- **Activity**: Transcribe the stretch of entries below from the line with "filename crates/qbench-circuit/benches/validator_bench.rs" through the line with "criterion_main!(benches);", exactly and with both ends included; leave out all other lines.

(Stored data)
- Opening Delimiter -

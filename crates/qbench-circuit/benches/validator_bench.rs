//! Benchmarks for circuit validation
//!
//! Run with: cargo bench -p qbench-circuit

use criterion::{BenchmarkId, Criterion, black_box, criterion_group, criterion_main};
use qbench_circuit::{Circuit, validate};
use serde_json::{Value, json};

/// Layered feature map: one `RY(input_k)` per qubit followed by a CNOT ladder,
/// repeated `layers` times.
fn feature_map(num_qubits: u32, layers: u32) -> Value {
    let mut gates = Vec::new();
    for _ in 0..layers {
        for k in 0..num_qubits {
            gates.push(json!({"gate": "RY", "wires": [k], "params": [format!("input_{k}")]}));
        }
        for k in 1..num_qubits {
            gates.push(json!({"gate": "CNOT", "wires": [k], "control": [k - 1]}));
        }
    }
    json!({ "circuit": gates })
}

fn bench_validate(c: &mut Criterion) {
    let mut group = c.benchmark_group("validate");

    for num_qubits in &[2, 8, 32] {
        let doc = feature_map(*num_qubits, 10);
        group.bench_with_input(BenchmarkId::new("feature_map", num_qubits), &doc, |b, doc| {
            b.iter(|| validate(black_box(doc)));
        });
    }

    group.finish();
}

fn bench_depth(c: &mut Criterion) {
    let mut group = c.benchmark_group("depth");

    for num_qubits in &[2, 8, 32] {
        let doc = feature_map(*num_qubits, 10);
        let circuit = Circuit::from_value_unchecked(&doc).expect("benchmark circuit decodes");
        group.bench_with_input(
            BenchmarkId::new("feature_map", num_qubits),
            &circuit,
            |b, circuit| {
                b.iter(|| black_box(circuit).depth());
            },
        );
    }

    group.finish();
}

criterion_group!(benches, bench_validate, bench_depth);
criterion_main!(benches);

- Closing Delimiter -
- Opening Delimiter -

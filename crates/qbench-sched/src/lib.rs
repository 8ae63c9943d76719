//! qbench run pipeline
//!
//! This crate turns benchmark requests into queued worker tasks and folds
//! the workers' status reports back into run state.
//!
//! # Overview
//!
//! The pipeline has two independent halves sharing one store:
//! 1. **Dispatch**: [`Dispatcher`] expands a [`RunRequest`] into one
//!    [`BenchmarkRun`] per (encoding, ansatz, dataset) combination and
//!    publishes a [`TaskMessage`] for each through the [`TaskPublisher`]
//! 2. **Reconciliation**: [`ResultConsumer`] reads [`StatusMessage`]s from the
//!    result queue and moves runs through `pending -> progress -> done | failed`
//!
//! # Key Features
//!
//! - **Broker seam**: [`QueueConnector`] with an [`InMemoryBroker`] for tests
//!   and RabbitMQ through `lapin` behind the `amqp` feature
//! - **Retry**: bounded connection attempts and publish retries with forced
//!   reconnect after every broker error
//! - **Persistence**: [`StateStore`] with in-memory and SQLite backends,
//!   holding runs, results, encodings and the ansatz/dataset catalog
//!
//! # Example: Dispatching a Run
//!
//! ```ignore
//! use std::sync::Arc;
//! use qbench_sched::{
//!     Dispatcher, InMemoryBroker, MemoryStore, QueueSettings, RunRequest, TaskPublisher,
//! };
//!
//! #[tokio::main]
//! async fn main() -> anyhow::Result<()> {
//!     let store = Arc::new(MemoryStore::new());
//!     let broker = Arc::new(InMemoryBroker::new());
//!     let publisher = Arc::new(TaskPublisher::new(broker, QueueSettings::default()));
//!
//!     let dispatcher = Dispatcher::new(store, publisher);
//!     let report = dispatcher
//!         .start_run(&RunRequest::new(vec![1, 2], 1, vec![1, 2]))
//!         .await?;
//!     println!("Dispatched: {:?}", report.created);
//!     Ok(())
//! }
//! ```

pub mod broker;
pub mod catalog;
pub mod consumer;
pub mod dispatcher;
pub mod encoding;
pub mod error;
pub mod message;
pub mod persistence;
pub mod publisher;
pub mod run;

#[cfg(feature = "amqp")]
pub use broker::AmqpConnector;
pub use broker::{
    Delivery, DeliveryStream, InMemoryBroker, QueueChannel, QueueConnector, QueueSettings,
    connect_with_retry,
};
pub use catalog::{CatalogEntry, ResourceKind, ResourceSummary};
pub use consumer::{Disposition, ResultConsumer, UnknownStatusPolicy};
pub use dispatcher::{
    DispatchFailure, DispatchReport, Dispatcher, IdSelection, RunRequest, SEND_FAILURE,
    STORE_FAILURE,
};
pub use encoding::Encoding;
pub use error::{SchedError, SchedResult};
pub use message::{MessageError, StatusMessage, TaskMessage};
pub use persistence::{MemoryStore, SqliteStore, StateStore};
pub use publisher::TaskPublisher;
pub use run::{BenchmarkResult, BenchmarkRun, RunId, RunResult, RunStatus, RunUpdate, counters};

- Closing Delimiter -

- **Task result**:
filename crates/qbench-circuit/benches/validator_bench.rs
//! Benchmarks for circuit validation
//!
//! Run with: cargo bench -p qbench-circuit

use criterion::{BenchmarkId, Criterion, black_box, criterion_group, criterion_main};
use qbench_circuit::{Circuit, validate};
use serde_json::{Value, json};

/// Layered feature map: one `RY(input_k)` per qubit followed by a CNOT ladder,
/// repeated `layers` times.
fn feature_map(num_qubits: u32, layers: u32) -> Value {
    let mut gates = Vec::new();
    for _ in 0..layers {
        for k in 0..num_qubits {
            gates.push(json!({"gate": "RY", "wires": [k], "params": [format!("input_{k}")]}));
        }
        for k in 1..num_qubits {
            gates.push(json!({"gate": "CNOT", "wires": [k], "control": [k - 1]}));
        }
    }
    json!({ "circuit": gates })
}

fn bench_validate(c: &mut Criterion) {
    let mut group = c.benchmark_group("validate");

    for num_qubits in &[2, 8, 32] {
        let doc = feature_map(*num_qubits, 10);
        group.bench_with_input(BenchmarkId::new("feature_map", num_qubits), &doc, |b, doc| {
            b.iter(|| validate(black_box(doc)));
        });
    }

    group.finish();
}

fn bench_depth(c: &mut Criterion) {
    let mut group = c.benchmark_group("depth");

    for num_qubits in &[2, 8, 32] {
        let doc = feature_map(*num_qubits, 10);
        let circuit = Circuit::from_value_unchecked(&doc).expect("benchmark circuit decodes");
        group.bench_with_input(
            BenchmarkId::new("feature_map", num_qubits),
            &circuit,
            |b, circuit| {
                b.iter(|| black_box(circuit).depth());
            },
        );
    }

    group.finish();
}

criterion_group!(benches, bench_validate, bench_depth);
criterion_main!(benches);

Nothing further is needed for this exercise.